Kyle Julius’ penchant for coaching has always been there since his playing days back in North America but his jump to becoming a head coach in the league brought about questions centered around his ability to be a coach in the Asian region and how he’ll be able to utilize the locals. He isn’t as recognized locally but he has worked with all of the Canadian players in the NBA and also won championships in the Canadian domestic league. Julius’ coaching credentials brought him halfway across the world. He finally announced his arrival in the region via a gold medal finish in the 2017 William Jones Cup as the coach of the 3D Canada Global Sports.
All doubts would look to be unfounded as he was able to lead the Heat to its best record in the ABL last season which includes the franchise’s first playoff win and also its winningest season. He was expected to stay with the team and build upon their success but many were surprised when the Formosa Dreamers announced that they were able to acquire his services after 2018-2019’s Coach of the Year Dean Murray left the squad.

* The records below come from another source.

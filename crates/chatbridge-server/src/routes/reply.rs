use axum::{
    extract::State,
    http::{self, StatusCode},
    response::IntoResponse,
    routing::post,
    Json, Router,
};
use bytes::Bytes;
use chatbridge::{
    models::message::IncomingMessage, providers::openrouter::OpenRouterProvider,
    reply::ReplyHandler,
};
use futures::{stream::StreamExt, Stream};
use serde_json::json;
use std::{
    convert::Infallible,
    pin::Pin,
    task::{Context, Poll},
};
use tokio::sync::mpsc;
use tokio_stream::wrappers::ReceiverStream;

use crate::state::AppState;

// SSE response type wrapping the fragment channel
pub struct SseResponse {
    rx: ReceiverStream<String>,
}

impl SseResponse {
    fn new(rx: ReceiverStream<String>) -> Self {
        Self { rx }
    }
}

impl Stream for SseResponse {
    type Item = Result<Bytes, Infallible>;

    fn poll_next(mut self: Pin<&mut Self>, cx: &mut Context<'_>) -> Poll<Option<Self::Item>> {
        Pin::new(&mut self.rx)
            .poll_next(cx)
            .map(|opt| opt.map(|s| Ok(Bytes::from(s))))
    }
}

impl IntoResponse for SseResponse {
    fn into_response(self) -> axum::response::Response {
        let stream = self;
        let body = axum::body::Body::from_stream(stream);

        http::Response::builder()
            .header("Content-Type", "text/event-stream")
            .header("Cache-Control", "no-cache")
            .header("Connection", "keep-alive")
            .body(body)
            .unwrap()
    }
}

// Outbound event formatting: each fragment is a `text` event carrying
// JSON, and the stream closes with a `done` event.
struct EventFormatter;

impl EventFormatter {
    fn format_text(text: &str) -> String {
        let payload = json!({ "text": text });
        format!("event: text\ndata: {}\n\n", payload)
    }

    fn format_done() -> String {
        "event: done\ndata: {}\n\n".to_string()
    }
}

async fn handler(
    State(state): State<AppState>,
    Json(message): Json<IncomingMessage>,
) -> Result<SseResponse, StatusCode> {
    tracing::debug!(
        attachments = message.attachments.len(),
        "handling reply request"
    );

    // Create channel for streaming
    let (tx, rx) = mpsc::channel(100);
    let stream = ReceiverStream::new(rx);

    let provider = OpenRouterProvider::new(state.openrouter.clone())
        .map_err(|_| StatusCode::INTERNAL_SERVER_ERROR)?;
    let bot = ReplyHandler::new(provider);

    // Spawn task to drain the pipeline into the channel
    tokio::spawn(async move {
        let mut fragments = bot.reply(message);

        while let Some(fragment) = fragments.next().await {
            if tx
                .send(EventFormatter::format_text(&fragment))
                .await
                .is_err()
            {
                // Client went away; dropping the stream drops the
                // upstream connection with it.
                tracing::debug!("client disconnected mid-stream");
                return;
            }
        }

        let _ = tx.send(EventFormatter::format_done()).await;
    });

    Ok(SseResponse::new(stream))
}

// Configure routes for this module
pub fn routes(state: AppState) -> Router {
    Router::new()
        .route("/reply", post(handler))
        .with_state(state)
}

#[cfg(test)]
mod tests {
    use super::*;

    #[test]
    fn test_format_text_escapes_json() {
        let event = EventFormatter::format_text("line one\nline \"two\"");
        assert!(event.starts_with("event: text\ndata: "));
        assert!(event.ends_with("\n\n"));
        // The payload itself must stay a single line of valid JSON
        let data = event
            .trim_start_matches("event: text\ndata: ")
            .trim_end();
        let parsed: serde_json::Value = serde_json::from_str(data).unwrap();
        assert_eq!(parsed["text"], "line one\nline \"two\"");
    }

    #[test]
    fn test_format_done() {
        assert_eq!(EventFormatter::format_done(), "event: done\ndata: {}\n\n");
    }
}
pub mod base;
pub mod configs;
pub mod openrouter;

#[cfg(test)]
pub mod mock;
use serde_json::{json, Value};

/// One typed unit of a multi-part prompt sent upstream.
#[derive(Debug, Clone, PartialEq)]
pub enum ContentBlock {
    Text(String),
    ImageUrl(String),
}

impl ContentBlock {
    pub fn text<S: Into<String>>(text: S) -> Self {
        ContentBlock::Text(text.into())
    }

    pub fn image_url<S: Into<String>>(url: S) -> Self {
        ContentBlock::ImageUrl(url.into())
    }

    /// Get the text if this is a Text block.
    pub fn as_text(&self) -> Option<&str> {
        match self {
            ContentBlock::Text(text) => Some(text),
            _ => None,
        }
    }

    /// An empty text block contributes nothing to the prompt. Image
    /// references always count as content.
    pub fn is_empty(&self) -> bool {
        match self {
            ContentBlock::Text(text) => text.is_empty(),
            ContentBlock::ImageUrl(_) => false,
        }
    }

    /// The OpenAI content-part JSON for this block.
    pub fn to_part(&self) -> Value {
        match self {
            ContentBlock::Text(text) => json!({"type": "text", "text": text}),
            ContentBlock::ImageUrl(url) => {
                json!({"type": "image_url", "image_url": {"url": url}})
            }
        }
    }
}

#[cfg(test)]
mod tests {
    use super::*;

    #[test]
    fn test_part_shapes() {
        assert_eq!(
            ContentBlock::text("hi").to_part(),
            json!({"type": "text", "text": "hi"})
        );
        assert_eq!(
            ContentBlock::image_url("https://img.example/x.png").to_part(),
            json!({"type": "image_url", "image_url": {"url": "https://img.example/x.png"}})
        );
    }

    #[test]
    fn test_emptiness() {
        assert!(ContentBlock::text("").is_empty());
        assert!(!ContentBlock::text("x").is_empty());
        assert!(!ContentBlock::image_url("u").is_empty());
    }
}
//! chatbridge connects a hosting bot platform to the OpenRouter
//! chat-completions API. One inbound message per turn is flattened into
//! a streaming upstream request, and the model's text comes back to the
//! caller as an ordered sequence of coalesced fragments.

pub mod attachments;
pub mod buffer;
pub mod errors;
pub mod models;
pub mod prompt;
pub mod providers;
pub mod reply;
//! The bounded fixed-point loop.

use popalign_core::errors::NumericError;

use crate::kernel::{self, relative_entropy};
use crate::population::Population;

/// What the loop achieved, fed to the post-loop checks.
#[derive(Debug, Clone, Copy)]
pub struct LoopOutcome {
    pub iterations_run: u32,
    pub final_divergence: f64,
}

/// Scratch vectors reused across iterations of one call. Never outlives
/// the call; concurrent `align` calls each build their own.
struct ScalingState {
    /// Per-outcome column scaling coefficients.
    gamma: Vec<f64>,
    /// Per-agent row scaling coefficients.
    alpha: Vec<f64>,
    /// Per-agent row sums after the gamma step.
    row_sums: Vec<f64>,
    /// Per-outcome column sums after the alpha step.
    col_sums: Vec<f64>,
    /// `col_sums` renormalized by total mass for the divergence test.
    shares: Vec<f64>,
}

impl ScalingState {
    fn new(agents: usize, choices: usize) -> Self {
        Self {
            gamma: vec![0.0; choices],
            alpha: vec![0.0; agents],
            row_sums: vec![0.0; agents],
            col_sums: vec![0.0; choices],
            shares: vec![0.0; choices],
        }
    }
}

/// Run the alternating rescaling loop on a weighted (mass) matrix until the
/// divergence between achieved and target shares drops to `precision`, or
/// `max_iterations` is reached.
///
/// The matrix is left in its final (still weighted) state in both cases;
/// descaling and write-back are the caller's next steps. A zero column or
/// row sum aborts immediately, as does a non-finite matrix entry at an
/// iteration boundary.
pub fn run(
    pop: &mut Population,
    target_share: &[f64],
    max_iterations: u32,
    precision: f64,
) -> Result<LoopOutcome, NumericError> {
    let total_mass = pop.total_mass();
    let target_mass: Vec<f64> = target_share.iter().map(|&s| s * total_mass).collect();

    let mut state = ScalingState::new(pop.agent_count(), target_share.len());
    let mut iterations_run = 0_u32;
    let mut divergence = f64::INFINITY;

    for iteration in 0..max_iterations {
        gamma_transform(pop, &target_mass, &mut state)?;
        alpha_transform(pop, &mut state)?;

        if let Some((agent, choice, value)) = pop.matrix.first_non_finite() {
            return Err(NumericError::NonFiniteEntry {
                agent,
                choice,
                value,
            });
        }

        for (share, &mass) in state.shares.iter_mut().zip(&state.col_sums) {
            *share = mass / total_mass;
        }
        divergence = relative_entropy(target_share, &state.shares);
        iterations_run = iteration + 1;

        tracing::debug!(
            iteration = iterations_run,
            divergence,
            "scaling cycle complete"
        );

        if divergence <= precision {
            break;
        }
    }

    Ok(LoopOutcome {
        iterations_run,
        final_divergence: divergence,
    })
}

/// Column scaling: force each outcome's mass sum onto its target mass.
///
/// Recomputes each agent's row sum afterwards; the alpha step consumes
/// them. A column whose mass collapsed to zero has no defined coefficient.
fn gamma_transform(
    pop: &mut Population,
    target_mass: &[f64],
    state: &mut ScalingState,
) -> Result<(), NumericError> {
    for (choice, gamma) in state.gamma.iter_mut().enumerate() {
        let column_sum = pop.matrix.column_sum(choice);
        *gamma = kernel::checked_ratio(target_mass[choice], column_sum)
            .ok_or(NumericError::ZeroColumnSum { choice })?;
    }

    for agent in 0..pop.agent_count() {
        let row = pop.matrix.row_mut(agent);
        for (v, &g) in row.iter_mut().zip(state.gamma.iter()) {
            *v *= g;
        }
        state.row_sums[agent] = kernel::sum(row);
    }
    Ok(())
}

/// Row scaling: restore each agent's row to its original mass (1, or its
/// weight). Recomputes the per-outcome column sums afterwards with
/// compensated summation; the convergence test consumes them.
fn alpha_transform(pop: &mut Population, state: &mut ScalingState) -> Result<(), NumericError> {
    for agent in 0..pop.agent_count() {
        state.alpha[agent] = kernel::checked_ratio(pop.mass_of(agent), state.row_sums[agent])
            .ok_or(NumericError::ZeroRowSum { agent })?;
    }
    for agent in 0..pop.agent_count() {
        pop.matrix.scale_row(agent, state.alpha[agent]);
    }

    for (choice, col_sum) in state.col_sums.iter_mut().enumerate() {
        *col_sum = pop.matrix.column_sum(choice);
    }
    Ok(())
}
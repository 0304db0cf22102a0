//! Pre-flight and post-hoc sanity checks.
//!
//! Everything here fails fast: the first violation aborts with a specific
//! reason, before any agent is mutated. The single deliberate exception is
//! the non-convergence policy, which can downgrade to a warning.

use popalign_core::config::AlignConfig;
use popalign_core::errors::{AlignError, NumericError, ValidationError};

use crate::kernel;
use crate::population::{ProbabilityMatrix, Weighting};
use crate::scaling::NonConvergenceWarning;

/// Validate the target distribution and run configuration.
///
/// Runs before any agent is read; a failure here proves no side effect
/// occurred anywhere.
pub fn validate_inputs(target_share: &[f64], config: &AlignConfig) -> Result<(), ValidationError> {
    if target_share.len() < 2 {
        return Err(ValidationError::TooFewChoices {
            count: target_share.len(),
        });
    }
    for (choice, &value) in target_share.iter().enumerate() {
        if !value.is_finite() || !(0.0..=1.0).contains(&value) {
            return Err(ValidationError::ShareOutOfRange { choice, value });
        }
    }
    let sum = kernel::sum(target_share);
    if sum > 1.0 {
        return Err(ValidationError::ShareSumExceedsOne { sum });
    }

    if config.effective_max_iterations() == 0 {
        return Err(ValidationError::ZeroIterationCap);
    }
    let precision = config.effective_precision();
    if !precision.is_finite() || precision <= 0.0 {
        return Err(ValidationError::InvalidPrecision { value: precision });
    }
    Ok(())
}

/// Every weight must be positive and finite. Unweighted populations pass
/// trivially.
pub fn validate_weights(weighting: &Weighting) -> Result<(), ValidationError> {
    if let Some(weights) = weighting.weights() {
        for (agent, &value) in weights.iter().enumerate() {
            if !value.is_finite() || value <= 0.0 {
                return Err(ValidationError::InvalidWeight { agent, value });
            }
        }
    }
    Ok(())
}

/// Every raw (pre-weighting) probability must be finite and in `[0,1]`.
pub fn validate_matrix(matrix: &ProbabilityMatrix) -> Result<(), ValidationError> {
    for agent in 0..matrix.agent_count() {
        for (choice, &value) in matrix.row(agent).iter().enumerate() {
            if !value.is_finite() || !(0.0..=1.0).contains(&value) {
                return Err(ValidationError::ProbabilityOutOfRange {
                    agent,
                    choice,
                    value,
                });
            }
        }
    }
    Ok(())
}

/// Post-loop sanity: the scalars the convergence verdict rests on must be
/// finite, and the threshold and total weight must be positive. The final
/// divergence may legitimately be zero (exact convergence), so it is only
/// checked for finiteness.
pub fn validate_numeric_state(
    final_divergence: f64,
    precision: f64,
    total_mass: f64,
) -> Result<(), AlignError> {
    for (name, value) in [
        ("final divergence", final_divergence),
        ("precision", precision),
        ("total weight", total_mass),
    ] {
        if value.is_nan() || value.is_infinite() {
            return Err(NumericError::NonFiniteValue { name, value }.into());
        }
    }
    for (name, value) in [("precision", precision), ("total weight", total_mass)] {
        if value <= 0.0 {
            return Err(ValidationError::NonPositiveQuantity { name, value }.into());
        }
    }
    Ok(())
}

/// Apply the non-convergence policy.
///
/// Converged runs pass silently. Otherwise: a hard error when convergence
/// is mandatory, a structured warning (logged and returned for the report)
/// when warnings are on, silence when they are off. Never blocks the
/// write-back except on the hard-error path.
pub fn check_convergence(
    final_divergence: f64,
    precision: f64,
    sample_size: usize,
    iterations_run: u32,
    config: &AlignConfig,
) -> Result<Option<NonConvergenceWarning>, AlignError> {
    if final_divergence <= precision {
        return Ok(None);
    }

    if config.effective_require_convergence() {
        return Err(AlignError::NotConverged {
            divergence: final_divergence,
            precision,
            iterations: iterations_run,
        });
    }

    if config.effective_warn_on_nonconvergence() {
        tracing::warn!(
            divergence = final_divergence,
            precision,
            sample_size,
            iterations = iterations_run,
            "alignment terminated above the precision threshold; results are best-effort"
        );
        return Ok(Some(NonConvergenceWarning {
            relative_error: final_divergence,
            sample_size,
            iterations: iterations_run,
        }));
    }

    Ok(None)
}
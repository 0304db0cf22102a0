//! Configuration errors.

use std::path::PathBuf;

use super::error_code::{self, AlignErrorCode};

/// Errors raised while loading and resolving the run configuration.
#[derive(Debug, thiserror::Error)]
pub enum ConfigError {
    #[error("Failed to read config file {}: {source}", path.display())]
    Read {
        path: PathBuf,
        #[source]
        source: std::io::Error,
    },

    #[error("Failed to parse config file: {0}")]
    Parse(#[from] toml::de::Error),

    #[error("Invalid value for {key}: {value}")]
    InvalidEnvValue { key: &'static str, value: String },
}

impl AlignErrorCode for ConfigError {
    fn error_code(&self) -> &'static str {
        error_code::CONFIG_ERROR
    }
}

Shooting down any rumors between him and the ownership of the Saigon Heat that led to his departure, Julius was nothing short of praises for the organization and stated that it was simply a matter of “healthy differences of opinions when it came to player development,” and that parting ways would be best for both parties. The Heat will be hard-pressed to find a coach that can replicate, and even outdo, his success in the past two seasons.
The Chinese-Taipei-based squad finished the regular season as the number one seed but was unceremoniously swept from the postseason party by Mono Vampire which called into question how much of the Dreamers’ regular-season success can be attributed to the team’s ability and how much of it was due to sheer luck. Julius was brought in to make the most out of the Dreamers’ roster. “My goal is to build on the great job coach Murray did last year. I have nothing but respect (for) the way he had them playing and I will do my very best to build on the winning culture he and the ownership built,” said the new coach of the Dreamers.
Imports William Artino, Malcolm Miller, and Tevin Glass were the stars of the Dreamers last season. Miller led the team in points and assists, Artino topped the rebounding category, while Glass supplemented the two imports with more scoring and rebounds. With Julius at the helm, he plans to utilize the locals’ speed and aggression as the focal point of the Formosa offense. The Canadian coach mentioned that the decision to focus on the development of local players was more of the organization’s preference and that he is more than up to the task of doing so. “We want to make sure they get more in-game playing time and experience. We will start the season this way and evaluate the progression,” Julius said.
It would seem to be for the best as landing the Dreamers job allows him more freedom when it comes to the personnel he wants to bring in and develop. He plans to focus on the development of the local players, further pushing their skill level to its best. The jump was a no-brainer for him as the organization was a perfect fit for his philosophies, citing how coachable the locals were, particularly the veterans. “They work with the young players and the young players are receptive,” he said. This is in line with an interview back in 2014, in which he was quoted to have said that pro players are easier to work with because “their weaknesses and issues are easier to pinpoint.”
At the risk of sounding cliché, the Canadian national is also looking to foster a culture of brotherhood and accountability within the team, most especially among the players. In today’s basketball, star power and talent usually take precedence over the development of team chemistry, still an underrated aspect of the sport. Julius highlights the importance of winning but his coaching philosophy puts a premium on team chemistry first. “I want these guys to love each other and buy into our process together. If we can get that done, winning will take care of itself,” said Julius.
The Dreamers will look to run it back this season and with Kyle Julius leading the way, a deep run into the postseason is not far-fetched. “We want our fans to be proud of (us) and the way we play,” he said. This looks to be the precedence with Julius-led teams, as they are generally fundamentally strong in all aspects of the game while having an emphasis on a grit-and-grind defense and a much more modern pace-and-space offense.
“There will be no easy games against us. We are ready to battle and fight for every inch this season,” Julius concludes.